多要素認証を導入しておけば、IDとパスワードが流出してもそれは知識情報のみが漏れたことになり、所持情報と生体情報が守られている限り不正なログインを防ぐことができます。
しかし多くのクラウドサービスを使うことが当たり前となった今、ログインの度にこうした情報を打ち込むのは手間がかかり、業務効率を低下させます。また、すべてのクラウドサービスで同じIDとパスワードを使いまわしたことによって、1つの情報が漏洩すると一気に多くのデータがリスクにさらされることも考えられるでしょう。
そこで役立つのが、シングルサインオンです。
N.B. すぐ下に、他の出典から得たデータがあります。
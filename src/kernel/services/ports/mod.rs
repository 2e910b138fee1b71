//! Service ports: traits + data contracts.

pub mod cluster;
pub mod completion;
pub mod error;
pub mod scenario;
pub mod settings;

pub use cluster::{supported_versions, ClusterProvisioner, SupportedVersion};
pub use completion::CompletionStore;
pub use error::{Result, ServiceError};
pub use scenario::{CheckOutcome, Difficulty, ScenarioEngine, ScenarioInfo};
pub use settings::Settings;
シングルサインオンは一度ユーザーを認証すると、そこに紐づいたシステムやサービスを認証なしで利用できる機能を指しています。これにより利便性や業務効率が高まるだけでなく、パスワードのメモ書きや使いまわしを防いで漏洩リスクを低減できます。
こうした背景から、今、IDaaSを導入する企業が増加しています。多要素認証を採用しているIDaaSを使い、シングルサインオンによる連携をすることで、より安全で快適なクラウドサービスの利用を実現します。
今やどんな企業でも、クラウドサービスへの攻撃は他人事ではありません。こうしたインシデントは一度発生してしまうと甚大なダメージがあり、企業としての信頼を失ってしまう可能性があります。だからこそ、何か起きてからではなく事前に準備しておくことが重要です。